=== Exercise directions ===
Wherever the word "seconds" appears in the entries, copy the whole line.
# # # # #
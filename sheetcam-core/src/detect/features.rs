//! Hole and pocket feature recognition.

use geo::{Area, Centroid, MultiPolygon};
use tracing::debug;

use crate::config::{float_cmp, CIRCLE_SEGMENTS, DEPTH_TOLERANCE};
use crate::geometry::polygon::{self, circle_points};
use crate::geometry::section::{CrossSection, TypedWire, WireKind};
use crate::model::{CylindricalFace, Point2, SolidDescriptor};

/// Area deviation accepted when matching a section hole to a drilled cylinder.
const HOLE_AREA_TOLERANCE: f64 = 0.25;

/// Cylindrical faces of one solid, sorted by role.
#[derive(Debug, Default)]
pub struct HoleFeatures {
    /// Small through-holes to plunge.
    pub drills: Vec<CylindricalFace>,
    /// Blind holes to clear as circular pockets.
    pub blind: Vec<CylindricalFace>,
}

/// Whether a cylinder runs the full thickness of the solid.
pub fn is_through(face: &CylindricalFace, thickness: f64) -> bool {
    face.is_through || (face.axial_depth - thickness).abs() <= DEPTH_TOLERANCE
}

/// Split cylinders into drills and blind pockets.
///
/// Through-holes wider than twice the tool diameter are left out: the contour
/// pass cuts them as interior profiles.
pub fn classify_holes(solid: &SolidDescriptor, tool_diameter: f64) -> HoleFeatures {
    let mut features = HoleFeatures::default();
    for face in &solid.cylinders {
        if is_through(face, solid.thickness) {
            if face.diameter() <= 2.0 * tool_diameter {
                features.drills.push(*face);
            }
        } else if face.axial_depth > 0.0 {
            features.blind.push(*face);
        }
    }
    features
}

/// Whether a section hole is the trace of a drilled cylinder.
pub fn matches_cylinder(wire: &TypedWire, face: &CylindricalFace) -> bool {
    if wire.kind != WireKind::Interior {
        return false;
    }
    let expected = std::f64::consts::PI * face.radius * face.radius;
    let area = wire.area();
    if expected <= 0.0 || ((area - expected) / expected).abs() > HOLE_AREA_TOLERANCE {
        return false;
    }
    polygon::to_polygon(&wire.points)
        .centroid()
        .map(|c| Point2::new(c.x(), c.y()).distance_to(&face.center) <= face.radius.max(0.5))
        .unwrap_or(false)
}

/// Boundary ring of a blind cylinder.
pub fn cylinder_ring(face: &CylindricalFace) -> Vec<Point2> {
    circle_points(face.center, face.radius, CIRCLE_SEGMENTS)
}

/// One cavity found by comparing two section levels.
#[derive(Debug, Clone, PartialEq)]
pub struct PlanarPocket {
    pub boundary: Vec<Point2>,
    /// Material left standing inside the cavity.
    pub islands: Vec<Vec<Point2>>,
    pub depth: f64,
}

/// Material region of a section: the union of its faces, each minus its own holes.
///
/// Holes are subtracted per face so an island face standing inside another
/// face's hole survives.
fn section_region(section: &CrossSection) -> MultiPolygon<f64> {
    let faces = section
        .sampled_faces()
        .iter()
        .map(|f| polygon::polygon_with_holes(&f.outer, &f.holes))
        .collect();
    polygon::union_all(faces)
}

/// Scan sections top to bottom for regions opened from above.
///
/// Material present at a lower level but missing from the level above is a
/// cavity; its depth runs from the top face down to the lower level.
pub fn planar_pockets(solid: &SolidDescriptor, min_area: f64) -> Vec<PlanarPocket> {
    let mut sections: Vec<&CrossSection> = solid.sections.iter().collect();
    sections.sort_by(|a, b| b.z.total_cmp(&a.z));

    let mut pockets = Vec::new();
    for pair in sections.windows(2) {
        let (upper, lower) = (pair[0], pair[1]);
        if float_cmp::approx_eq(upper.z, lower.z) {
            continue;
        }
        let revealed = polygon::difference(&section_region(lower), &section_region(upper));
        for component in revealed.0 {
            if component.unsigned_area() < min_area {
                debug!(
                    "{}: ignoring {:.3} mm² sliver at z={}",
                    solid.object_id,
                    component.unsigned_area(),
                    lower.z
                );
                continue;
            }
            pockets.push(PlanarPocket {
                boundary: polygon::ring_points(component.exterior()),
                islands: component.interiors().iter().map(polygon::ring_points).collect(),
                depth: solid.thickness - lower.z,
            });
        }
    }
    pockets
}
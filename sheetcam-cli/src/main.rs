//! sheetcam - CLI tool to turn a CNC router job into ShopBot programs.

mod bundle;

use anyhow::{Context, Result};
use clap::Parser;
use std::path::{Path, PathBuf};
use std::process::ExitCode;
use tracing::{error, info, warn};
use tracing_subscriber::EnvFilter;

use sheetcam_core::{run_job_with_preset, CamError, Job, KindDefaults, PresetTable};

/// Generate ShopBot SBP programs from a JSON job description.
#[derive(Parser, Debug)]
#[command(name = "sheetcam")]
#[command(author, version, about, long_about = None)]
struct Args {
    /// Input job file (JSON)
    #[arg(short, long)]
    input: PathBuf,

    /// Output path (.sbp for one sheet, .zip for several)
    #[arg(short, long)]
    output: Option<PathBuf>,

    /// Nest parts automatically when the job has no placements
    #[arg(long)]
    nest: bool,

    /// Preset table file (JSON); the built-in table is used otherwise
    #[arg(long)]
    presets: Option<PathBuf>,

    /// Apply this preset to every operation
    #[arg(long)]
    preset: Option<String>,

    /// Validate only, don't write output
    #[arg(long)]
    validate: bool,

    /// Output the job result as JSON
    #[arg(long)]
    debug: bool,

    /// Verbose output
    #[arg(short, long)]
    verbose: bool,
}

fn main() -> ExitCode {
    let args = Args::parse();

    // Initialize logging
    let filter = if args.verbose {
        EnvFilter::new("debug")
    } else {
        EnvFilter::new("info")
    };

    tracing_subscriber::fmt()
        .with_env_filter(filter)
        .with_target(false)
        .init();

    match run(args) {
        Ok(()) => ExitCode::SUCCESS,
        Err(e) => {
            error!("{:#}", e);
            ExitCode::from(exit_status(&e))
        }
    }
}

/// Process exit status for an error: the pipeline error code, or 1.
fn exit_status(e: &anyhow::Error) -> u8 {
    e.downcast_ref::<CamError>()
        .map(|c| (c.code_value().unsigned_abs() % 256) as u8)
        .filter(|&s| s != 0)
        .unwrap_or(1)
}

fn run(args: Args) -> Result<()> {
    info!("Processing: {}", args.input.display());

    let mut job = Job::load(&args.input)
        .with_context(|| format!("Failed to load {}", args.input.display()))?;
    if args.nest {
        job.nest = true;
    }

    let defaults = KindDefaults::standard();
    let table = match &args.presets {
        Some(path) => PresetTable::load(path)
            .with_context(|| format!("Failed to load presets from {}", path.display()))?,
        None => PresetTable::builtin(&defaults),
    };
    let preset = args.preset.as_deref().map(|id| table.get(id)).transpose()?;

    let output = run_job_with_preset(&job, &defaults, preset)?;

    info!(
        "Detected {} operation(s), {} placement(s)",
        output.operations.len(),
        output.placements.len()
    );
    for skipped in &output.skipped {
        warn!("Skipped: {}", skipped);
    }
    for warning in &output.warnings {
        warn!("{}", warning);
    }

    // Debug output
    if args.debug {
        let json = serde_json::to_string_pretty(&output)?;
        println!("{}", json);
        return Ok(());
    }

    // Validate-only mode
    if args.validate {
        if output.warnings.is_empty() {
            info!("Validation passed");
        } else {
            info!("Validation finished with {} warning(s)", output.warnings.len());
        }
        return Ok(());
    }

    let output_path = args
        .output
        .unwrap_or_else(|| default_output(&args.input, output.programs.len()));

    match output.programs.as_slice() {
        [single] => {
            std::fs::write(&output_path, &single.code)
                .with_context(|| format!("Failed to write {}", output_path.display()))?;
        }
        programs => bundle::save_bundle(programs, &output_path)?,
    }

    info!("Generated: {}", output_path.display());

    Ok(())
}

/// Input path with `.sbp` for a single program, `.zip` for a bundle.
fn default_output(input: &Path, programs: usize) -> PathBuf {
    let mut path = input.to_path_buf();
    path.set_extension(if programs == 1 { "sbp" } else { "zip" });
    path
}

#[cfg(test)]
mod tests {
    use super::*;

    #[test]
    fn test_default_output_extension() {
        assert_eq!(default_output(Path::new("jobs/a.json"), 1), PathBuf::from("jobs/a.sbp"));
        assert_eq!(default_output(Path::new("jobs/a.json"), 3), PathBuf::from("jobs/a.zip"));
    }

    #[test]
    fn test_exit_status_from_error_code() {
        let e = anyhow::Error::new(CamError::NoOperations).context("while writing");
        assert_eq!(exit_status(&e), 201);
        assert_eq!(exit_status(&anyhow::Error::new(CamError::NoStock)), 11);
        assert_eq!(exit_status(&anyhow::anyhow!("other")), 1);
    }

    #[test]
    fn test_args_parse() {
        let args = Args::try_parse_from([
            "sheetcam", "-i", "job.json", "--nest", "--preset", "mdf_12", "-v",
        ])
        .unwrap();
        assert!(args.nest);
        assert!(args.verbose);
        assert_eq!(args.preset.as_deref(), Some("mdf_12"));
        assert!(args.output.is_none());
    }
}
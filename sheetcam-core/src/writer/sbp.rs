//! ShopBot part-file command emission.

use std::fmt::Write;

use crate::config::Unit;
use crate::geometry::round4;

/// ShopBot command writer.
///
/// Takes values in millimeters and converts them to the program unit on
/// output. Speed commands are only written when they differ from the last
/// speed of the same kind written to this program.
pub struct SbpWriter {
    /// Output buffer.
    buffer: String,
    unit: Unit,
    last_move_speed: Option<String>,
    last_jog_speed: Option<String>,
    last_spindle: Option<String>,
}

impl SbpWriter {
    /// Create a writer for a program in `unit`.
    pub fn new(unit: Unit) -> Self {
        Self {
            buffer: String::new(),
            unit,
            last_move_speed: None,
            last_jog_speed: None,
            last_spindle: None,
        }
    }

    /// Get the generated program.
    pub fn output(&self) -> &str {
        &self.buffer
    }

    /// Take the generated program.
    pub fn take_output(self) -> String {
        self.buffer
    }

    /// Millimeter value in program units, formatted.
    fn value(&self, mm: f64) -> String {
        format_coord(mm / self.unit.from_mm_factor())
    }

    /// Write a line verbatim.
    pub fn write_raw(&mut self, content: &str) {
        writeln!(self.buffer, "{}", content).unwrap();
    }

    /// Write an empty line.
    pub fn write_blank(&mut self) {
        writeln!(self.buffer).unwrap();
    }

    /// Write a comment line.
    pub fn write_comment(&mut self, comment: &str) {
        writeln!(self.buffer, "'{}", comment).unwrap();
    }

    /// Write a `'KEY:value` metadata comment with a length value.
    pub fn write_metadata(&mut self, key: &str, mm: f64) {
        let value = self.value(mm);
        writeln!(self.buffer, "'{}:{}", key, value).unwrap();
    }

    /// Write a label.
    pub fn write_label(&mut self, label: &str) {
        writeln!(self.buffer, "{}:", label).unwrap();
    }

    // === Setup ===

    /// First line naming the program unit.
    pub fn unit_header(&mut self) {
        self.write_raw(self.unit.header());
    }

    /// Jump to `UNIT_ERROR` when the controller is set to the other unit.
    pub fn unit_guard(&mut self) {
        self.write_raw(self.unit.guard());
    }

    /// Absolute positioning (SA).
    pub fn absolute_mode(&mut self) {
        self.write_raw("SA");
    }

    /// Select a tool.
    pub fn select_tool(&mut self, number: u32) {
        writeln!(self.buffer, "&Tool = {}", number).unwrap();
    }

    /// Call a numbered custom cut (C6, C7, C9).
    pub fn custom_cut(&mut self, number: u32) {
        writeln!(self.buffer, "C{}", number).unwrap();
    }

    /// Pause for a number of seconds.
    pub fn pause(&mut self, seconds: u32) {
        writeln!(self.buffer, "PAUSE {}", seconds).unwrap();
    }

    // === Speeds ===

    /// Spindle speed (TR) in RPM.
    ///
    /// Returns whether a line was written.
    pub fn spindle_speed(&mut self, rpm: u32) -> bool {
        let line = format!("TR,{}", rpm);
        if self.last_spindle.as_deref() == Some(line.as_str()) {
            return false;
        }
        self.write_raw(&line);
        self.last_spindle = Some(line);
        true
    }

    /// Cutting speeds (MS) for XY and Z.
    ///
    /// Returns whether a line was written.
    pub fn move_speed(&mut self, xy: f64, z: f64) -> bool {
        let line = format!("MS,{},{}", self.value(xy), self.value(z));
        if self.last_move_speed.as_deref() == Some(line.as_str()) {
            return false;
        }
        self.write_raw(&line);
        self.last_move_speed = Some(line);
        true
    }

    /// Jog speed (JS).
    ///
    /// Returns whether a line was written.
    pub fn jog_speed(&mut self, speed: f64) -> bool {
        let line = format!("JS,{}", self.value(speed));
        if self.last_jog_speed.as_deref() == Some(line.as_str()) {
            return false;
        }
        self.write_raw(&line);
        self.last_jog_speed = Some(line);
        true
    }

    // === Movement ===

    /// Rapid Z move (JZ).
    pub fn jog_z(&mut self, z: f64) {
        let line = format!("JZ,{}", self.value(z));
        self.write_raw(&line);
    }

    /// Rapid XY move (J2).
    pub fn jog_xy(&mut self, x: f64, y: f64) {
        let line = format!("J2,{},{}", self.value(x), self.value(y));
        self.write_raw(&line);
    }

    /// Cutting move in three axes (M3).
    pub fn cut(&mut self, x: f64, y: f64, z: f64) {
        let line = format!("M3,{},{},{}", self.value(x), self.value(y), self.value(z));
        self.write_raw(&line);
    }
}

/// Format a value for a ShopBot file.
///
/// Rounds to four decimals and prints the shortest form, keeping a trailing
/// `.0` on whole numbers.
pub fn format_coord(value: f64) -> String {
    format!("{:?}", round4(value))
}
# # # # #
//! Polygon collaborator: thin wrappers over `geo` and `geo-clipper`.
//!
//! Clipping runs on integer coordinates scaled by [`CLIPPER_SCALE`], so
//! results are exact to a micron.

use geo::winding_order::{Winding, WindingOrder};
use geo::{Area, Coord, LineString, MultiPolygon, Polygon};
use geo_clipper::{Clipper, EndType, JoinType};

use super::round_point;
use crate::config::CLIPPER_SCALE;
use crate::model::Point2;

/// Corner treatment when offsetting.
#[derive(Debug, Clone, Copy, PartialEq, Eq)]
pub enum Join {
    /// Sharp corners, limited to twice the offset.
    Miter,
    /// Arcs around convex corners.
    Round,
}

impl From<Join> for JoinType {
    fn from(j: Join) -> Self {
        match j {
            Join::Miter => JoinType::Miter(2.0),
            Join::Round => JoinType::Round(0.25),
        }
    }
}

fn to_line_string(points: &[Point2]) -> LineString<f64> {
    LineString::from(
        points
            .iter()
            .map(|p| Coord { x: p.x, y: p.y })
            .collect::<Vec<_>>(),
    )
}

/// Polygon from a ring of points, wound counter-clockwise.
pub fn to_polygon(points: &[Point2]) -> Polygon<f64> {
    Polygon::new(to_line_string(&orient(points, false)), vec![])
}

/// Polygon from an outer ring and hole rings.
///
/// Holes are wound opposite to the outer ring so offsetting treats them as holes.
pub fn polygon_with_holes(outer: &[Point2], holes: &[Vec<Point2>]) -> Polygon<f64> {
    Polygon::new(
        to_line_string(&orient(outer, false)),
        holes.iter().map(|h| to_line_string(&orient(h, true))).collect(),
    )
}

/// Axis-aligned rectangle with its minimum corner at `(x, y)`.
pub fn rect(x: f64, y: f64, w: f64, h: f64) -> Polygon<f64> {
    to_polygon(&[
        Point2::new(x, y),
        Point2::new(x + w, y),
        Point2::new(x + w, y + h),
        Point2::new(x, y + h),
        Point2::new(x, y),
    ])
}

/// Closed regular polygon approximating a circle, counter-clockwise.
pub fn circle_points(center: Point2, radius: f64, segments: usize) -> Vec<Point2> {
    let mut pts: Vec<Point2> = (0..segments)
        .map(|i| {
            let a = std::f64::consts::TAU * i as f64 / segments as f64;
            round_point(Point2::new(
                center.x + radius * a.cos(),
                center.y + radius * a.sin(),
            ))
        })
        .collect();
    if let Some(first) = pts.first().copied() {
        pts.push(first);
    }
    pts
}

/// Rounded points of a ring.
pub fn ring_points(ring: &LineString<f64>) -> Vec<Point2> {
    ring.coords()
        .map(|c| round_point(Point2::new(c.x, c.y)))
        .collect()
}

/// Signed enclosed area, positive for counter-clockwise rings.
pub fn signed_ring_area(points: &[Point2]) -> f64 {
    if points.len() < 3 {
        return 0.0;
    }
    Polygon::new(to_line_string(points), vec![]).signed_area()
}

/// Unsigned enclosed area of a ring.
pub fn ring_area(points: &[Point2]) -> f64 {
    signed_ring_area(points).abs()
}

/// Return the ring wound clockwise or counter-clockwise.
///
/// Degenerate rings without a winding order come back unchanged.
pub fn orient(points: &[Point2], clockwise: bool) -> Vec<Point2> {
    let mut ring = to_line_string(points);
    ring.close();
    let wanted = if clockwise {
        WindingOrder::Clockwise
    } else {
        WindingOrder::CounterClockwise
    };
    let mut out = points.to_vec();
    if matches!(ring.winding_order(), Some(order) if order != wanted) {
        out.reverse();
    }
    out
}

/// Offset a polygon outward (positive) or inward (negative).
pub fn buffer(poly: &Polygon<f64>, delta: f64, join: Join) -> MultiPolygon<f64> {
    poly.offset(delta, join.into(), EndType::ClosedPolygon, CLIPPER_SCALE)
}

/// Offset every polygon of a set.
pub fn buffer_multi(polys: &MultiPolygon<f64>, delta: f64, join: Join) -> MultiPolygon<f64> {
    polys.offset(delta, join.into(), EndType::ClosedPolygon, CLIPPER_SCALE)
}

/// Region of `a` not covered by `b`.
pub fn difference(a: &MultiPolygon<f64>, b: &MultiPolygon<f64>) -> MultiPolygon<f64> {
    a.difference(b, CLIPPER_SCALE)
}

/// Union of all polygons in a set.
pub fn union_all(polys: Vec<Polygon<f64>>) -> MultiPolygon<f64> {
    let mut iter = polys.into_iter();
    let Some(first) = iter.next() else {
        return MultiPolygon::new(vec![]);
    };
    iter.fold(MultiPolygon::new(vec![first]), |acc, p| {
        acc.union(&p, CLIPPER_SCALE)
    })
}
# # # # #
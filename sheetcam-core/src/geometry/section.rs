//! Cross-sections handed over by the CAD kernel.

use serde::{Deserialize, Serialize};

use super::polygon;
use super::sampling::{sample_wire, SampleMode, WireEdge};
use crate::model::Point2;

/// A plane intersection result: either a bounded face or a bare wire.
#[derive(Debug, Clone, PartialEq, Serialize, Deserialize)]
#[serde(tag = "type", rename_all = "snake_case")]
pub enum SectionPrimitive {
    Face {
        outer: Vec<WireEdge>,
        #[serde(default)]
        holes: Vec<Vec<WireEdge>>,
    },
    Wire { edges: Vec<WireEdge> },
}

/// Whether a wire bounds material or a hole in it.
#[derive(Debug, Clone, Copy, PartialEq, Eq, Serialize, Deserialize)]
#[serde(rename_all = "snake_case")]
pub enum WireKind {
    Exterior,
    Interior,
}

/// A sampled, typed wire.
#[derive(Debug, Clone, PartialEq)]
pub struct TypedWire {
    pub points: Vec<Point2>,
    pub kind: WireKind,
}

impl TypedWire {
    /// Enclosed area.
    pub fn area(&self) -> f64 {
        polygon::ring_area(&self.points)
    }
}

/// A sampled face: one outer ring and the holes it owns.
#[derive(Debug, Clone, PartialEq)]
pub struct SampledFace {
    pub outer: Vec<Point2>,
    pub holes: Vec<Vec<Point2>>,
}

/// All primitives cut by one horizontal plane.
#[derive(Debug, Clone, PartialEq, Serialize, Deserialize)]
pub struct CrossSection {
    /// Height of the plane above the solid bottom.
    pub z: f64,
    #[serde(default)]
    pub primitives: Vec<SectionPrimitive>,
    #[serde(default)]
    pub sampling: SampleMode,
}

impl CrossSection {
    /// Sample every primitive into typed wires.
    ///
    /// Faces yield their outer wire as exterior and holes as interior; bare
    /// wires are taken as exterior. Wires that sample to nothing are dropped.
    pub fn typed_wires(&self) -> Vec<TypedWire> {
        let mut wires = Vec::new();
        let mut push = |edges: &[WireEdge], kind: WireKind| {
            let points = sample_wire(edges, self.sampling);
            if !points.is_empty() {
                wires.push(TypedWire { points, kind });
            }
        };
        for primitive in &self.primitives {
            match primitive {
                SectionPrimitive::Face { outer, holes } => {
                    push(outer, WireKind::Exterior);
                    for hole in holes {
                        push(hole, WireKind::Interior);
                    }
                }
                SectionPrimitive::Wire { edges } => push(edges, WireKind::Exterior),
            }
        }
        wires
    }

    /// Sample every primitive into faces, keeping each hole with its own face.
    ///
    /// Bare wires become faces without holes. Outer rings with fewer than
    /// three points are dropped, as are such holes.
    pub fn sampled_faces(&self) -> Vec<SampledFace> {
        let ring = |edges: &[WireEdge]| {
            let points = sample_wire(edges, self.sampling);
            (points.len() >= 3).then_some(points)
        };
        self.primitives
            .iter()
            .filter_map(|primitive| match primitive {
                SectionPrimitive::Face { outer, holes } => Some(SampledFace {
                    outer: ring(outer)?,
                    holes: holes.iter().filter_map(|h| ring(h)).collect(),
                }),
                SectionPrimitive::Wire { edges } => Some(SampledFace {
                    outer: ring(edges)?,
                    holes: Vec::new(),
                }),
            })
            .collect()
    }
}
# # # # #
=== Answer to this task ===
    /// Pause for a number of seconds.
    pub fn pause(&mut self, seconds: u32) {
        writeln!(self.buffer, "PAUSE {}", seconds).unwrap();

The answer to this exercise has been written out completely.